第8話-2
その国道沿いのドライブインは小さな駐車場と自販機スペースがあるだけの簡素な場所であった。
そこにコーヒーで一服している3人連れの男たち。
峠を愛車のスポーツカーで攻めた帰り、たった今済ませてきた走りの出来や四方山の話に花をさかせている。
と、そこにパンッパンッと甲高い珍しいエンジン音を響かせながら1台のバイクが入ってきた。
少し距離を置いて停車させた単車から降りた姿に男たちは目を奪われる。
黒い特攻服に白いサラシを巻いた黒髪の美少女。
明らかに暴走族のレディースだが、そんなことは関係がなくなるほどの見目麗しさ。
並みのレベルではないオンナの登場に沸き立つ。
「見ろよ……すっげーハイレベル」
「ゾッキーは趣味じゃねえけど、あれはいくっかねーべ」
自販機に小銭を入れている様子の女へと腰を上げかける二人にもう一人が低い声で制止をかける。
「ばか。ありゃ黒姫だ。”黒い高潔”……。ブラックロイヤルのお姫様だろ。俺らが手ぇ出せるシロモンじゃねえよ」
一瞬で身体を固める二人。
「あ、あれが……。諸橋のオンナって噂の」
「それだけじゃねえよ。リンチレイプシンナーご法度のめっちゃ筋通ったチームを圧倒的なカリスマで纏め上げてるって。メンバーは全員黒姫に心酔しきってて、忠誠はハンパねぇらしい」
ごくりと喉を鳴らす音。
「それにあの単車。黒のカワサキマッハV。希少価値が高いあの骨董品をまるでレーサーみてぇに転がしてやがる。
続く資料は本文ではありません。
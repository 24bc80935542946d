//! Scripted platform doubles shared by the integration tests.

#![allow(dead_code)]

use std::collections::{HashMap, VecDeque};
use std::sync::atomic::{AtomicU64, AtomicUsize, Ordering};
use std::sync::{Arc, Mutex};
use std::time::Duration;

use async_trait::async_trait;
use tokio::sync::{mpsc, Semaphore};

use care_tracker_lib::controller::{Collaborators, ControllerOptions, SyncController};
use care_tracker_lib::geo::Coordinate;
use care_tracker_lib::geocode::{AddressResolver, ADDRESS_UNAVAILABLE};
use care_tracker_lib::permission::{PermissionKind, PermissionPlatform, PermissionStatus};
use care_tracker_lib::position::{
    Fix, FixSubscription, LocationProvider, PositionError, PositionOptions, WatchId,
};
use care_tracker_lib::scheduler::{BackgroundOptions, BackgroundPlatform, SchedulerError, TaskId};
use care_tracker_lib::sync::ApiError;
use care_tracker_lib::upload::{UploadClient, UploadOutcome};

/// Poll `cond` until it holds, failing the test after two seconds
pub async fn eventually(what: &str, cond: impl Fn() -> bool) {
    let waited = tokio::time::timeout(Duration::from_secs(2), async {
        while !cond() {
            tokio::time::sleep(Duration::from_millis(5)).await;
        }
    })
    .await;
    assert!(waited.is_ok(), "timed out waiting for: {what}");
}

/// Give spawned tasks a chance to run
pub async fn settle() {
    tokio::time::sleep(Duration::from_millis(50)).await;
}

/// Offsets a coordinate northwards by roughly `meters`
pub fn north_of(c: Coordinate, meters: f64) -> Coordinate {
    Coordinate::new(c.latitude + meters / 111_195.0, c.longitude)
}

// Permissions

pub struct MockPermissions {
    fine: bool,
    coarse: bool,
    background: bool,
    hold: Option<Arc<Semaphore>>,
    pub requests: AtomicUsize,
}

impl MockPermissions {
    pub fn granting() -> Self {
        Self::new(true, true, true)
    }

    pub fn new(fine: bool, coarse: bool, background: bool) -> Self {
        Self { fine, coarse, background, hold: None, requests: AtomicUsize::new(0) }
    }

    /// Prompts block until a permit is added to `gate`
    pub fn held(gate: Arc<Semaphore>) -> Self {
        Self { hold: Some(gate), ..Self::granting() }
    }
}

#[async_trait]
impl PermissionPlatform for MockPermissions {
    async fn request(&self, kind: PermissionKind) -> PermissionStatus {
        self.requests.fetch_add(1, Ordering::SeqCst);
        if let Some(gate) = &self.hold {
            gate.acquire().await.unwrap().forget();
        }
        let granted = match kind {
            PermissionKind::Fine => self.fine,
            PermissionKind::Coarse => self.coarse,
            PermissionKind::Background => self.background,
        };
        if granted { PermissionStatus::Granted } else { PermissionStatus::Denied }
    }

    fn requires_background_grant(&self) -> bool {
        true
    }
}

// Location

#[derive(Default)]
pub struct MockLocation {
    one_shot: Mutex<VecDeque<Fix>>,
    subscriptions: Mutex<HashMap<WatchId, mpsc::UnboundedSender<Fix>>>,
    next_id: AtomicU64,
    pub one_shot_calls: AtomicUsize,
    pub watch_starts: AtomicUsize,
    pub watch_stops: AtomicUsize,
}

impl MockLocation {
    /// Queue the result of the next `current_position`; an empty queue yields Unavailable
    pub fn queue_one_shot(&self, fix: Fix) {
        self.one_shot.lock().unwrap().push_back(fix);
    }

    /// Deliver a fix to every live subscription, returning how many received it
    pub fn push(&self, fix: Fix) -> usize {
        let subs = self.subscriptions.lock().unwrap();
        subs.values().filter(|tx| tx.send(fix.clone()).is_ok()).count()
    }

    pub fn live_subscriptions(&self) -> usize {
        self.subscriptions.lock().unwrap().len()
    }
}

#[async_trait]
impl LocationProvider for MockLocation {
    async fn current_position(&self, _options: &PositionOptions) -> Fix {
        self.one_shot_calls.fetch_add(1, Ordering::SeqCst);
        let next = self.one_shot.lock().unwrap().pop_front();
        next.unwrap_or_else(|| Err(PositionError::Unavailable("no fix scripted".into())))
    }

    fn start_updates(&self, _options: &PositionOptions) -> FixSubscription {
        self.watch_starts.fetch_add(1, Ordering::SeqCst);
        let id = self.next_id.fetch_add(1, Ordering::SeqCst) + 1;
        let (tx, fixes) = mpsc::unbounded_channel();
        self.subscriptions.lock().unwrap().insert(id, tx);
        FixSubscription { id, fixes }
    }

    fn stop_updates(&self, id: WatchId) {
        self.watch_stops.fetch_add(1, Ordering::SeqCst);
        self.subscriptions.lock().unwrap().remove(&id);
    }
}

// Background

#[derive(Default)]
pub struct MockBackground {
    pub configured: Mutex<Option<BackgroundOptions>>,
    pub starts: AtomicUsize,
    pub stops: AtomicUsize,
    pub finished: Mutex<Vec<TaskId>>,
}

impl MockBackground {
    pub fn finished(&self) -> Vec<TaskId> {
        self.finished.lock().unwrap().clone()
    }
}

impl BackgroundPlatform for MockBackground {
    fn configure(&self, options: &BackgroundOptions) -> Result<(), SchedulerError> {
        *self.configured.lock().unwrap() = Some(options.clone());
        Ok(())
    }

    fn start(&self) -> Result<(), SchedulerError> {
        self.starts.fetch_add(1, Ordering::SeqCst);
        Ok(())
    }

    fn stop(&self) -> Result<(), SchedulerError> {
        self.stops.fetch_add(1, Ordering::SeqCst);
        Ok(())
    }

    fn finish(&self, task_id: &TaskId) {
        self.finished.lock().unwrap().push(task_id.clone());
    }
}

// Upload

#[derive(Default)]
pub struct SpyUploader {
    pub calls: Mutex<Vec<Coordinate>>,
    hold: Option<Arc<Semaphore>>,
    rejected: Mutex<Vec<Coordinate>>,
}

impl SpyUploader {
    /// Uploads block until a permit is added to `gate`
    pub fn held(gate: Arc<Semaphore>) -> Self {
        Self { hold: Some(gate), ..Self::default() }
    }

    /// Uploads of `coordinate` fail with a timeout
    pub fn failing_for(coordinate: Coordinate) -> Self {
        Self { rejected: Mutex::new(vec![coordinate]), ..Self::default() }
    }

    pub fn calls(&self) -> Vec<Coordinate> {
        self.calls.lock().unwrap().clone()
    }
}

#[async_trait]
impl UploadClient for SpyUploader {
    async fn post_sample(&self, coordinate: Coordinate) -> UploadOutcome {
        self.calls.lock().unwrap().push(coordinate);
        if let Some(gate) = &self.hold {
            gate.acquire().await.unwrap().forget();
        }
        if self.rejected.lock().unwrap().contains(&coordinate) {
            return UploadOutcome::Failed(ApiError::Timeout);
        }
        UploadOutcome::Delivered
    }
}

// Address

pub struct SpyResolver {
    answer: Option<String>,
    pub calls: Mutex<Vec<(Coordinate, String)>>,
}

impl SpyResolver {
    pub fn answering(address: &str) -> Self {
        Self { answer: Some(address.to_string()), calls: Mutex::new(Vec::new()) }
    }

    /// Behaves like a proxy that timed out
    pub fn failing() -> Self {
        Self { answer: None, calls: Mutex::new(Vec::new()) }
    }

    pub fn calls(&self) -> Vec<(Coordinate, String)> {
        self.calls.lock().unwrap().clone()
    }
}

#[async_trait]
impl AddressResolver for SpyResolver {
    async fn resolve(&self, coordinate: Coordinate, language: &str) -> String {
        self.calls.lock().unwrap().push((coordinate, language.to_string()));
        self.answer.clone().unwrap_or_else(|| ADDRESS_UNAVAILABLE.to_string())
    }
}

/// A controller wired to fresh doubles
pub struct Harness {
    pub permissions: Arc<MockPermissions>,
    pub location: Arc<MockLocation>,
    pub background: Arc<MockBackground>,
    pub uploader: Arc<SpyUploader>,
    pub resolver: Arc<SpyResolver>,
}

impl Harness {
    pub fn new() -> Self {
        Self {
            permissions: Arc::new(MockPermissions::granting()),
            location: Arc::new(MockLocation::default()),
            background: Arc::new(MockBackground::default()),
            uploader: Arc::new(SpyUploader::default()),
            resolver: Arc::new(SpyResolver::answering("No. 7, Xinyi Rd")),
        }
    }

    pub fn controller(&self, options: ControllerOptions) -> SyncController {
        SyncController::new(
            options,
            Collaborators {
                permissions: self.permissions.clone(),
                positions: self.location.clone(),
                background: self.background.clone(),
                uploader: self.uploader.clone(),
                resolver: self.resolver.clone(),
            },
        )
    }
}

/// Options with a given watch displacement filter
pub fn options_with_filter(distance_filter_m: f64) -> ControllerOptions {
    let mut options = ControllerOptions::default();
    options.watch.distance_filter_m = distance_filter_m;
    options
}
俺らのアシじゃとてもじゃねえけど追いつけねえだろうな」
少なからず走りを旨としてきた男たちにその意味が染み込んで来る。
「……そんなヤツに手ぇ出したら、命いくつあってもたらねえわ」
そうしてぼそぼそと噂話を続ける男たちをよそに。
少女は飲み終わったショート缶をくずかごに放り込みとめたバイクに向かう。
そして信じられないような速度で走り去った後。
巨大な音と光の群れが近づいてきて。
男たちの目の前を数十台の暴走族が通り過ぎていった。
………
そもそも沙耶香が黒の特攻服を着るようになったのも、「一人だけセーラー服だと異常に目立つ」ことと、「スカートだと高速で走るのは難しい」ことに気づいたからだった。
元々、まとまった金など無い沙耶香は免許を取るのですっからかんでライダースのようなものを買う余裕などない。
さらに自分たちの主人の趣味を最大限に汲み取ろうと必死なヨウコたちが用意した特攻服のデザインは、一般的な暴走族の格好にあるごてごてした刺繍や「愛羅武悠」などの当て字が一切ない黒一色のシンプルなもの。
だから抵抗も少なかったのもあり、身にまとうようになってしまっていた。
そしてふと気がついたときには、傍から見れば完全に暴走族のレディースになっていた。
近頃では周りが勝手に盛り上がっていく一方。
たまに一人で流していると、その特徴的なバイクの音を聞きつけていつの間にかブラックロイヤルのメンバーが後ろについてくる。
相手にするのが嫌だったから何時もぶっちぎってしまうのだが。
それすらも自分を取り巻く「伝説」とやらになっていると聞き、心底うんざりした。
だが走ることだけは止められない。
いや、だからこそ止められないのだ。
いつしか諸橋は自分を呼び出しはするものの抱くことは無くなった。
ただ側に置いて、見つめてくる。
ぼそぼそと言葉をかけてくる。
もうそのころになると、薄々この男が己に向けている感情に沙耶香も気づき始めていた。
自分の中には受け入れられない負の気持ちも残っている。
しかし確かに存在し始めているそれ以外の感情が何なのか自分でもわからなかった。
悠一の少年院からの退院が近い。
これからどうなるのか、どうすればいいのか。
騒ぐ周囲の喧騒と盛り上がりと併せて、心がひたすら重かった。
それらの懸念を一時的にでも忘れさせてくれるバイクにますますのめりこんでいく。
免許違反なので普段は乗らず、バイクを乗り始めたヨウコから奪ったスクーターを使っているが。
数日と置かず、黒い愛機に跨って夜の道を疾走していた。
既に季節は初夏。
衣替えでセーラー服の夏服を出した沙耶香はヨウコのアホな顔を見なくてはならないかと思うと自然と重くなる足をひきずってスクーターに跨り、学校に向けて走り出した。